Until about...oh...4 o'clock this morning.

Hubby and I were snuggled under our comforter and afghan with visions of drywall dancing in our heads. The beagles were peacefully aslumber, curled up on the foot of the bed.And then...


Ohh...that bit of drywall didn't sound too good.


Maybe it's just the plumbing...


Could it be one of our contractors?


Is that Johnny Depp putting up my drywall? He doesn't sound so good...

Gurp, gurp...

As my foggy brain was coming to the disappointing realization that a slightly under the weather Johnny Depp was not, in fact, hanging nice, new drywall in my hallway, the horror of what the noise was started to sink in...

Gurp, gurp...

Come on all you animal lovers! You know this sound!

Gurp, gurp, gurp...

I began a frantic scramble from under the downy fluffieness of my comforter.

Gurp, gurp, gurp, gurp...

My toes got caught in the afghan. I flailed. I pulled. I tugged.

Gurp, gurp, gurp, gurp, gurp...

Finally I am free! My feet hit the floor and I ran to the end of the bed and...

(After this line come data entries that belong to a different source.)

//! Raw scheme record reader.
//!
//! Accepts three layouts:
//!
//! | Content | Records |
//! |---------|---------|
//! | JSON array | one per element |
//! | JSON object | exactly one |
//! | JSON Lines | one per non-blank line |
//!
//! The whole file is tried as one JSON document first; only if that fails is
//! it read line by line. Unparseable lines are skipped with a warning.

use anyhow::{bail, Context, Result};
use serde_json::Value;
use std::path::Path;

#[derive(Debug, Default)]
pub struct SourceRecords {
    pub records: Vec<Value>,
    /// JSON Lines entries that failed to parse.
    pub bad_lines: usize,
}

/// Read and parse the raw source at `path`.
///
/// # Errors
///
/// Fails when the file cannot be read, or when it has content but not a
/// single record could be parsed from it.
pub fn read_records(path: &Path) -> Result<SourceRecords> {
    let content = std::fs::read_to_string(path)
        .with_context(|| format!("Failed to read source file: {}", path.display()))?;
    parse_records(&content).with_context(|| format!("Failed to parse {}", path.display()))
}

pub fn parse_records(content: &str) -> Result<SourceRecords> {
    if content.trim().is_empty() {
        return Ok(SourceRecords::default());
    }

    if let Ok(document) = serde_json::from_str::<Value>(content) {
        let records = match document {
            Value::Array(items) => items,
            other => vec![other],
        };
        return Ok(SourceRecords {
            records,
            bad_lines: 0,
        });
    }

    let mut parsed = SourceRecords::default();
    for (i, line) in content.lines().enumerate() {
        if line.trim().is_empty() {
            continue;
        }
        match serde_json::from_str::<Value>(line) {
            Ok(record) => parsed.records.push(record),
            Err(e) => {
                tracing::warn!(line = i + 1, error = %e, "skipping unparseable line");
                parsed.bad_lines += 1;
            }
        }
    }

    if parsed.records.is_empty() {
        bail!("no JSON records found ({} unparseable lines)", parsed.bad_lines);
    }
    Ok(parsed)
}
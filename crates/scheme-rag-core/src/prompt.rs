//! Prompt composition.
//!
//! Pure templating: fixed sections in a fixed order, the inputs inserted
//! verbatim. An empty context is replaced by [`NO_CONTEXT`] so the model is
//! told explicitly that nothing was retrieved.

use crate::models::Turn;

/// Number of most recent turns rendered into the prompt.
pub const HISTORY_WINDOW: usize = 5;

/// The phrase the model must use for information the context lacks.
pub const NOT_AVAILABLE: &str = "Not available in the provided context.";

pub const NO_CONTEXT: &str = "No relevant scheme context was found for this question.";

const INSTRUCTIONS: &str = "\
You are a helpful assistant that explains Indian Government Schemes to citizens clearly and in a structured way.

### Instructions:
- Use both the retrieved scheme context and the past conversation to answer the question.
- Paraphrase and simplify in your own words instead of copying text, but keep every important detail.
- Never change the meaning of the retrieved context. Stay faithful to its facts.
- Preserve every numerical value (amounts in ₹, percentages, years, dates, counts) exactly as it appears in the context. Do not round or convert.
- Organize the answer into sections with bullet points, steps or short paragraphs.
- Write scheme names in **bold**.";

/// Render the last `window` turns as `User: ...` / `Bot: ...` lines.
///
/// Each line ends with a newline; no turns yields `""`.
pub fn render_history(turns: &[Turn], window: usize) -> String {
    let start = turns.len().saturating_sub(window);
    turns[start..]
        .iter()
        .map(|turn| format!("{}: {}\n", turn.role.label(), turn.text))
        .collect()
}

/// Merge retrieved context, rendered history and the question into one prompt.
pub fn compose_prompt(context: &str, query: &str, conversation: &str) -> String {
    let context = if context.trim().is_empty() {
        NO_CONTEXT
    } else {
        context
    };

    format!(
        "{INSTRUCTIONS}\n\
         - If information is missing, say: \"{NOT_AVAILABLE}\"\n\
         - Do not invent values, schemes or details that are not present in the context.\n\
         \n\
         ---\n\
         \n\
         ### Past Conversation:\n\
         {conversation}\n\
         \n\
         ### Retrieved Scheme Context:\n\
         {context}\n\
         \n\
         ### Current Question:\n\
         {query}\n\
         \n\
         ### Answer:\n"
    )
}

#[cfg(test)]
mod tests {
    use super::*;

    fn section_positions(prompt: &str) -> Vec<usize> {
        [
            "### Instructions:",
            "### Past Conversation:",
            "### Retrieved Scheme Context:",
            "### Current Question:",
            "### Answer:",
        ]
        .iter()
        .map(|heading| prompt.find(heading).unwrap())
        .collect()
    }

    #[test]
    fn test_sections_in_fixed_order() {
        let prompt = compose_prompt("[a--0000] ctx", "Who is eligible?", "User: hi\n");
        let positions = section_positions(&prompt);
        assert!(positions.windows(2).all(|w| w[0] < w[1]));
        assert!(prompt.ends_with("### Answer:\n"));
    }

    #[test]
    fn test_inputs_inserted_verbatim() {
        let prompt = compose_prompt(
            "[pm-kisan--0000] Income support of ₹6,000/year.",
            "How much does PM Kisan pay?",
            "User: hello\nBot: Hi!\n",
        );
        assert!(prompt.contains(
            "### Retrieved Scheme Context:\n[pm-kisan--0000] Income support of ₹6,000/year.\n"
        ));
        assert!(prompt.contains("### Current Question:\nHow much does PM Kisan pay?\n"));
        assert!(prompt.contains("### Past Conversation:\nUser: hello\nBot: Hi!\n"));
        assert!(prompt.contains(NOT_AVAILABLE));
        assert!(!prompt.contains(NO_CONTEXT));
    }

    #[test]
    fn test_empty_context_is_stated_explicitly() {
        let prompt = compose_prompt("", "anything", "");
        assert!(prompt.contains(&format!("### Retrieved Scheme Context:\n{}\n", NO_CONTEXT)));
        assert!(prompt.contains("### Past Conversation:\n\n"));
    }

    #[test]
    fn test_render_history_window() {
        let turns: Vec<Turn> = (0..8)
            .map(|i| {
                if i % 2 == 0 {
                    Turn::user(format!("q{}", i))
                } else {
                    Turn::bot(format!("a{}", i))
                }
            })
            .collect();
        assert_eq!(
            render_history(&turns, HISTORY_WINDOW),
            "Bot: a3\nUser: q4\nBot: a5\nUser: q6\nBot: a7\n"
        );
        assert_eq!(render_history(&turns[..2], HISTORY_WINDOW), "User: q0\nBot: a1\n");
        assert_eq!(render_history(&[], HISTORY_WINDOW), "");
    }
}
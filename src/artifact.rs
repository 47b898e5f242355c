//! NDJSON chunk artifact: one `{id, text, metadata}` object per line.
//!
//! This file is the hand-off between `build` and `upsert`, so the line shape
//! is fixed by [`ChunkRecord`]'s serialization. Reading is strict: a line
//! that does not parse fails the whole read with its line number.

use anyhow::{Context, Result};
use std::fs::File;
use std::io::{BufRead, BufReader, BufWriter, Write};
use std::path::Path;

use scheme_rag_core::models::ChunkRecord;

pub fn write_jsonl(path: &Path, chunks: &[ChunkRecord]) -> Result<()> {
    if let Some(parent) = path.parent().filter(|p| !p.as_os_str().is_empty()) {
        std::fs::create_dir_all(parent)
            .with_context(|| format!("Failed to create directory: {}", parent.display()))?;
    }

    let file = File::create(path)
        .with_context(|| format!("Failed to create artifact: {}", path.display()))?;
    let mut writer = BufWriter::new(file);
    for chunk in chunks {
        serde_json::to_writer(&mut writer, chunk)?;
        writer.write_all(b"\n")?;
    }
    writer
        .flush()
        .with_context(|| format!("Failed to write artifact: {}", path.display()))?;
    Ok(())
}

pub fn read_jsonl(path: &Path) -> Result<Vec<ChunkRecord>> {
    let file = File::open(path)
        .with_context(|| format!("Failed to open artifact: {}", path.display()))?;

    let mut chunks = Vec::new();
    for (i, line) in BufReader::new(file).lines().enumerate() {
        let line = line.with_context(|| format!("Failed to read {}", path.display()))?;
        if line.trim().is_empty() {
            continue;
        }
        let chunk: ChunkRecord = serde_json::from_str(&line)
            .with_context(|| format!("{}:{}: invalid chunk record", path.display(), i + 1))?;
        chunks.push(chunk);
    }
    Ok(chunks)
}

#[cfg(test)]
mod tests {
    use super::*;
    use scheme_rag_core::models::{ChunkMetadata, DocumentMetadata};
    use std::fs;
    use tempfile::TempDir;

    fn chunk(index: usize) -> ChunkRecord {
        ChunkRecord {
            id: format!("pm-kisan--{:04}", index),
            text: format!("Chunk {} of ₹6,000/year scheme.", index),
            metadata: ChunkMetadata {
                document: DocumentMetadata {
                    title: "PM Kisan".to_string(),
                    ministry: "Ministry of Agriculture".to_string(),
                    department: String::new(),
                },
                chunk_index: index,
                source_id: "pm-kisan".to_string(),
            },
        }
    }

    #[test]
    fn test_write_then_read() {
        let tmp = TempDir::new().unwrap();
        let path = tmp.path().join("nested/dir/rag.jsonl");
        let chunks = vec![chunk(0), chunk(1)];
        write_jsonl(&path, &chunks).unwrap();

        let content = fs::read_to_string(&path).unwrap();
        assert_eq!(content.lines().count(), 2);
        assert!(content.starts_with("{\"id\":\"pm-kisan--0000\",\"text\":"));
        assert!(content.ends_with("\n"));
        assert_eq!(read_jsonl(&path).unwrap(), chunks);
    }

    #[test]
    fn test_read_accepts_foreign_writer_shape() {
        let tmp = TempDir::new().unwrap();
        let path = tmp.path().join("rag.jsonl");
        fs::write(
            &path,
            "{\"id\": \"a--0000\", \"text\": \"t\", \"metadata\": {\"title\": \"A\", \"ministry\": \"\", \
             \"department\": \"\", \"chunk_index\": 0, \"source_id\": \"a\"}}\n\n",
        )
        .unwrap();
        let chunks = read_jsonl(&path).unwrap();
        assert_eq!(chunks.len(), 1);
        assert_eq!(chunks[0].metadata.document.title, "A");
    }

    #[test]
    fn test_read_reports_bad_line_number() {
        let tmp = TempDir::new().unwrap();
        let path = tmp.path().join("rag.jsonl");
        let good = serde_json::to_string(&chunk(0)).unwrap();
        fs::write(&path, format!("{}\n{{\"id\": 1}}\n", good)).unwrap();
        let err = format!("{:#}", read_jsonl(&path).unwrap_err());
        assert!(err.contains(":2: invalid chunk record"), "{}", err);
    }
}
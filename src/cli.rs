// cli.rs - Command-line interface configuration
use std::time::Duration;

use clap::Parser;

use crate::core::config::{DEFAULT_HEIGHT, DEFAULT_TITLE, DEFAULT_WIDTH, DEFAULT_X, DEFAULT_Y};
use crate::core::{Event, RuntimeConfig};

#[derive(Parser, Debug, Clone)]
#[command(name = "rapture")]
#[command(about = "Single-window runtime: opens a window and reports key events", long_about = None)]
pub struct Cli {
    /// Window x position
    #[arg(long, default_value_t = DEFAULT_X, allow_negative_numbers = true)]
    pub x: i32,

    /// Window y position
    #[arg(long, default_value_t = DEFAULT_Y, allow_negative_numbers = true)]
    pub y: i32,

    #[arg(long, default_value_t = DEFAULT_WIDTH)]
    pub width: u32,

    #[arg(long, default_value_t = DEFAULT_HEIGHT)]
    pub height: u32,

    #[arg(long, default_value = DEFAULT_TITLE)]
    pub title: String,

    /// Run without a display, replaying --script instead of native input
    #[arg(long = "headless", default_value = "false")]
    pub headless: bool,

    /// Comma-separated poll results for --headless: p (press), r (release), n (none)
    #[arg(long, value_delimiter = ',', value_parser = parse_event)]
    pub script: Vec<Event>,

    /// Stop after this many seconds instead of running until the window closes
    #[arg(long = "run-for", value_parser = parse_seconds, allow_negative_numbers = true)]
    pub run_for: Option<Duration>,
}

impl Cli {
    pub fn runtime_config(&self) -> RuntimeConfig {
        RuntimeConfig::new(self.x, self.y, self.width, self.height, self.title.clone())
    }
}

fn parse_seconds(s: &str) -> Result<Duration, String> {
    let seconds: f32 = s
        .trim()
        .parse()
        .map_err(|_| format!("'{}' is not a number of seconds", s))?;
    Duration::try_from_secs_f32(seconds)
        .map_err(|_| format!("'{}' must be a finite, non-negative number of seconds", s))
}

fn parse_event(s: &str) -> Result<Event, String> {
    match s.trim().to_ascii_lowercase().as_str() {
        "p" | "press" => Ok(Event::press()),
        "r" | "release" => Ok(Event::release()),
        "n" | "none" => Ok(Event::None),
        other => Err(format!("unknown event '{}', expected p, r or n", other)),
    }
}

One of the bealges puked on the bed.

Let me just pause a moment in the story to impart some practical advice. If you are going to sleep with dogs...or cats, for that afghan is probably not the best thing to have as your first line of defense.

So as I sit here typing this, my laundry room floor now has on it: a mattress pad, a fitted sheet, a flat sheet, a blanket, a rather large afghan and, yes, another down comforter.